Romanian
Nursing
Background
Low
wages and a 40 year dearth of medical information left Romania with
little real nurse training and very poor standards.
This
meant that although many Romanians have been struggling to improve things, patients
lack the care and professional standards that we in the West take for granted.
Over the
years we have tried our best to implement change at a national level
through various initiatives. While some of these have had little
impact, this is too important a subject to walk away from. So we
are now working from the grassroots up.
We translated
the Bailliere's Nursing Dictionary into Romanian
- with the kind permission of Ballieres and the generous funding
of our kind friend the late Maria Bjornson RIP
(whose grandmother was the first Romanian woman to qualify as
a medical Doctor).
This was
sent this to all the nursing schools, hospitals and given free to
many Romanian nurses.
Among our major initaitives
was a pioneering programme to ensure better standards of
nursing care in children's hospital units.

This project, at a major
children's hospital in Bucharest, centered around corrective surgery
for Romanian orphans. Owing to the culture of families looking after
children when they are in Romanian hospitals, there was a major
need to ensure that these children without families received proper
care and attention.
There was also a pressing
need to support
and fund the motivated Romanian nurses to implement changes
in the hospital and sidestep the traditional system of those child
patients whose families were forced to pay for decent care by "private
payments" to medical staff, simply to ensure they do their
job.
Accordingly we set up
a training and monitoring programme, and funded extra nursing care.
This
introduced care plans for each child and provided the resources
needed to provide adequate care and improve infection control in
the wards and Intensive Care departments.
In adition we supplied
play rooms for the children with full time play workers.

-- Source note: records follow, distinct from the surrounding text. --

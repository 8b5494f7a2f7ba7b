// Copyright © 2025 rustmailer.com
// Licensed under RustMailer License Agreement v1.0
// Unauthorized copying, modification, or distribution is prohibited.

use crate::modules::{
    attribute::{AttributeValue, Item, ItemExt},
    database::{
        manager::DatabaseManager,
        schema::{
            DATE_TIME, EMAIL_IDS, MESSAGE_ID, ORIGINAL_MESSAGE_ID, SUBJECT, TEXT, TRASHED_TIME,
            TYPE_YEAR_MONTH, UNREAD,
        },
        table::NativeTable,
        Condition, MetadataStore, QueryRequest, TransactItem, Update,
    },
    error::code::ErrorCode,
};

const TIME_INDEX: &str = "TimeIndex";
const ORIGINAL_INDEX: &str = "OriginalMessageIDIndex";

fn table() -> NativeTable {
    NativeTable::new(
        DatabaseManager::open_in_memory().unwrap(),
        TIME_INDEX,
        ORIGINAL_INDEX,
    )
}

fn email(id: &str, ym: &str, dt: &str) -> Item {
    let mut item = Item::new();
    item.insert(MESSAGE_ID.into(), id.into());
    item.insert(TYPE_YEAR_MONTH.into(), ym.into());
    item.insert(DATE_TIME.into(), dt.into());
    item.insert(SUBJECT.into(), format!("subject {}", id).into());
    item.insert(TEXT.into(), "body".into());
    item.insert(ORIGINAL_MESSAGE_ID.into(), format!("<{}@example.com>", id).into());
    item
}

#[tokio::test]
async fn test_get_put_delete() {
    let table = table();
    let err = table.get_item("missing").await.unwrap_err();
    assert!(err.is(ErrorCode::NotFound));

    table
        .put_item(email("a", "inbox#2024-01", "01-00:00:00"), None)
        .await
        .unwrap();
    let item = table.get_item("a").await.unwrap();
    assert_eq!(item.get_s(SUBJECT), Some("subject a"));

    table.delete_item("a", None).await.unwrap();
    assert!(table.get_item("a").await.unwrap_err().is(ErrorCode::NotFound));
    // deleting again is a no-op
    table.delete_item("a", None).await.unwrap();
}

#[tokio::test]
async fn test_put_requires_key() {
    let table = table();
    let err = table.put_item(Item::new(), None).await.unwrap_err();
    assert!(err.is(ErrorCode::InvalidInput));
}

#[tokio::test]
async fn test_conditional_writes() {
    let table = table();
    let item = email("a", "inbox#2024-01", "01-00:00:00");
    let not_exists = Some(Condition::not_exists(MESSAGE_ID));
    table.put_item(item.clone(), not_exists.clone()).await.unwrap();
    let err = table.put_item(item, not_exists).await.unwrap_err();
    assert!(err.is(ErrorCode::ConditionalCheckFailed));

    let trash = Update::new().set(TRASHED_TIME, "2024-01-02T00:00:00Z");
    let guard = Condition::exists(MESSAGE_ID).and(Condition::not_exists(TRASHED_TIME));
    let updated = table
        .update_item("a", trash.clone(), Some(guard.clone()))
        .await
        .unwrap();
    assert!(updated.has(TRASHED_TIME));
    let err = table.update_item("a", trash, Some(guard)).await.unwrap_err();
    assert!(err.is(ErrorCode::ConditionalCheckFailed));

    let err = table
        .delete_item("a", Some(Condition::begins_with(TYPE_YEAR_MONTH, "draft#")))
        .await
        .unwrap_err();
    assert!(err.is(ErrorCode::ConditionalCheckFailed));
    table
        .delete_item("a", Some(Condition::exists(TRASHED_TIME)))
        .await
        .unwrap();
}

#[tokio::test]
async fn test_update_actions() {
    let table = table();
    table
        .put_item(email("t", "thread#2024-01", "01-00:00:00"), None)
        .await
        .unwrap();
    let update = Update::new()
        .append(EMAIL_IDS, vec!["a".into()])
        .set_if_not_exists(UNREAD, true)
        .remove(TEXT);
    table.update_item("t", update, None).await.unwrap();
    let update = Update::new()
        .append(EMAIL_IDS, vec!["b".into()])
        .set_if_not_exists(UNREAD, false);
    let item = table.update_item("t", update, None).await.unwrap();

    assert_eq!(item.get_list(EMAIL_IDS), vec!["a", "b"]);
    assert_eq!(item.get(UNREAD), Some(&AttributeValue::Bool(true)));
    assert!(!item.has(TEXT));
    assert_eq!(table.get_item("t").await.unwrap(), item);
}

#[tokio::test]
async fn test_transaction_is_atomic() {
    let table = table();
    table
        .put_item(email("a", "inbox#2024-01", "01-00:00:00"), None)
        .await
        .unwrap();

    table
        .put_item(email("c", "inbox#2024-01", "03-00:00:00"), None)
        .await
        .unwrap();

    let actions = vec![
        TransactItem::put(email("b", "inbox#2024-01", "02-00:00:00"), None),
        TransactItem::update("a", Update::new().set(UNREAD, true), None),
        TransactItem::condition_check("c", Condition::exists(TRASHED_TIME)),
    ];
    let err = table.transact_write(actions).await.unwrap_err();
    assert!(err.is(ErrorCode::TransactionCanceled));
    assert!(err.to_string().contains("ConditionalCheckFailed"));
    assert!(table.get_item("b").await.unwrap_err().is(ErrorCode::NotFound));
    assert!(!table.get_item("a").await.unwrap().has(UNREAD));

    let actions = vec![
        TransactItem::put(email("b", "inbox#2024-01", "02-00:00:00"), None),
        TransactItem::update("a", Update::new().set(UNREAD, true), None),
        TransactItem::condition_check("a", Condition::not_exists(TRASHED_TIME)),
    ];
    let err = table.transact_write(actions).await.unwrap_err();
    assert!(err.is(ErrorCode::InvalidInput), "duplicate item in one transaction");

    let actions = vec![
        TransactItem::put(email("b", "inbox#2024-01", "02-00:00:00"), None),
        TransactItem::update("a", Update::new().set(UNREAD, true), None),
    ];
    table.transact_write(actions).await.unwrap();
    assert!(table.get_item("b").await.is_ok());
    assert!(table.get_item("a").await.unwrap().has(UNREAD));
}

#[tokio::test]
async fn test_time_index_query_order_and_pagination() {
    let table = table();
    for (id, dt) in [("a", "01-10:00:00"), ("b", "02-10:00:00"), ("c", "03-10:00:00")] {
        table
            .put_item(email(id, "inbox#2024-01", dt), None)
            .await
            .unwrap();
    }
    table
        .put_item(email("x", "sent#2024-01", "01-10:00:00"), None)
        .await
        .unwrap();
    table
        .put_item(email("y", "inbox#2024-02", "01-10:00:00"), None)
        .await
        .unwrap();

    let mut request = QueryRequest::new(TIME_INDEX, "inbox#2024-01");
    request.ascending = false;
    request.limit = Some(2);
    let page = table.query(request.clone()).await.unwrap();
    let ids: Vec<String> = page.items.iter().map(|i| i.get_string(MESSAGE_ID)).collect();
    assert_eq!(ids, vec!["c", "b"]);
    assert!(!page.items[0].has(TEXT), "time index projects a subset");
    assert!(page.items[0].has(SUBJECT));
    let key = page.last_evaluated_key.unwrap();
    assert_eq!(key.get_s(DATE_TIME), Some("02-10:00:00"));

    request.exclusive_start_key = Some(key);
    let page = table.query(request).await.unwrap();
    let ids: Vec<String> = page.items.iter().map(|i| i.get_string(MESSAGE_ID)).collect();
    assert_eq!(ids, vec!["a"]);
    assert!(page.last_evaluated_key.is_none());

    let ascending = table
        .query(QueryRequest::new(TIME_INDEX, "inbox#2024-01"))
        .await
        .unwrap();
    let ids: Vec<String> = ascending
        .items
        .iter()
        .map(|i| i.get_string(MESSAGE_ID))
        .collect();
    assert_eq!(ids, vec!["a", "b", "c"]);
}

#[tokio::test]
async fn test_query_walks_a_partition_page_by_page() {
    let table = table();
    for day in 1..=25 {
        let id = format!("m{:02}", day);
        let dt = format!("{:02}-10:00:00", day);
        table
            .put_item(email(&id, "inbox#2024-01", &dt), None)
            .await
            .unwrap();
    }
    // neighbouring partitions share the key prefix up to the month
    table
        .put_item(email("next", "inbox#2024-02", "01-10:00:00"), None)
        .await
        .unwrap();
    table
        .put_item(email("sent", "sent#2024-01", "05-10:00:00"), None)
        .await
        .unwrap();

    let mut request = QueryRequest::new(TIME_INDEX, "inbox#2024-01");
    request.ascending = false;
    request.limit = Some(5);
    let mut seen = Vec::new();
    let mut pages = 0;
    loop {
        let page = table.query(request.clone()).await.unwrap();
        pages += 1;
        assert_eq!(page.items.len(), 5);
        seen.extend(page.items.iter().map(|i| i.get_string(MESSAGE_ID)));
        match page.last_evaluated_key {
            Some(key) => request.exclusive_start_key = Some(key),
            None => break,
        }
    }
    assert_eq!(pages, 5);
    let expected: Vec<String> = (1..=25).rev().map(|day| format!("m{:02}", day)).collect();
    assert_eq!(seen, expected);
}

#[tokio::test]
async fn test_query_filter_applies_after_limit() {
    let table = table();
    let mut trashed = email("a", "inbox#2024-01", "01-10:00:00");
    trashed.insert(TRASHED_TIME.into(), "2024-01-05T00:00:00Z".into());
    table.put_item(trashed, None).await.unwrap();
    table
        .put_item(email("b", "inbox#2024-01", "02-10:00:00"), None)
        .await
        .unwrap();

    let mut request = QueryRequest::new(TIME_INDEX, "inbox#2024-01");
    request.limit = Some(1);
    request.filter = Some(Condition::not_exists(TRASHED_TIME));
    let page = table.query(request).await.unwrap();
    assert!(page.items.is_empty());
    assert!(page.last_evaluated_key.is_some());
}

#[tokio::test]
async fn test_original_index_lookup() {
    let table = table();
    table
        .put_item(email("a", "inbox#2024-01", "01-10:00:00"), None)
        .await
        .unwrap();
    table
        .put_item(email("ab", "inbox#2024-01", "01-11:00:00"), None)
        .await
        .unwrap();

    let output = table
        .query(QueryRequest::new(ORIGINAL_INDEX, "<a@example.com>"))
        .await
        .unwrap();
    assert_eq!(output.items.len(), 1);
    let item = &output.items[0];
    assert_eq!(item.get_s(MESSAGE_ID), Some("a"));
    assert!(!item.has(SUBJECT), "original index is keys-only");

    let err = table
        .query(QueryRequest::new("NoSuchIndex", "x"))
        .await
        .unwrap_err();
    assert!(err.is(ErrorCode::InvalidInput));
}

#[tokio::test]
async fn test_batch_get_keeps_request_order() {
    let table = table();
    for id in ["a", "b", "c"] {
        table
            .put_item(email(id, "inbox#2024-01", "01-10:00:00"), None)
            .await
            .unwrap();
    }
    let ids = vec!["c".to_string(), "missing".to_string(), "a".to_string()];
    let items = table.batch_get(&ids).await.unwrap();
    let found: Vec<String> = items.iter().map(|i| i.get_string(MESSAGE_ID)).collect();
    assert_eq!(found, vec!["c", "a"]);
}

#[test]
fn test_condition_evaluation() {
    let item = email("a", "draft#2024-01", "01-10:00:00");
    let draft = Condition::begins_with(TYPE_YEAR_MONTH, "draft#");
    assert!(draft.evaluate(Some(&item)));
    assert!(!draft.clone().negate().evaluate(Some(&item)));
    assert!(!draft.evaluate(None));
    assert!(Condition::not_exists(MESSAGE_ID).evaluate(None));

    let delete_guard = Condition::exists(TRASHED_TIME).or(draft.clone());
    assert!(delete_guard.evaluate(Some(&item)));
    assert!(Condition::equals(SUBJECT, "subject a").evaluate(Some(&item)));
    assert_eq!(
        Condition::exists(TRASHED_TIME).and(draft).to_string(),
        "(attribute_exists(TrashedTime) AND begins_with(TypeYearMonth, \"draft#\"))"
    );
}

Our day to day involvement
in the programme ended in late 2003. However we still keep a "watching
brief" in that we continue to employ the coordinator on
a part time basis. We also continue to fund a play worker to ensure
the children are stimulated.
We are happy to report
that some of those involved in the programme have recently moved
into senior postions in the hospital where their dedication and
motivation will ensure improvements for all the patients. We hope
this will spread to other hospitals as originally envisaged.
We have now changed gear
by focussing on a major infection control programme
at the hospital. This involves:
-
UK study visits for key personnel
- Improved resources
- Link nurse pilot projects
- Hand washing campaign
- Nurse and doctor education programmes
- Improved data collection and analysis
- We fund essentail materials eg swabs, microbiologal swabs, new
elbow taps, soaps, towels, bin liners and cleaning trolleys.
The
study has been published in a Romanian medical journal demonstrating
enourmous improvements in contamination rates. The aim is to show
what's possible and get the authorities to provide these bare necessities
and promote this model throughout Romania.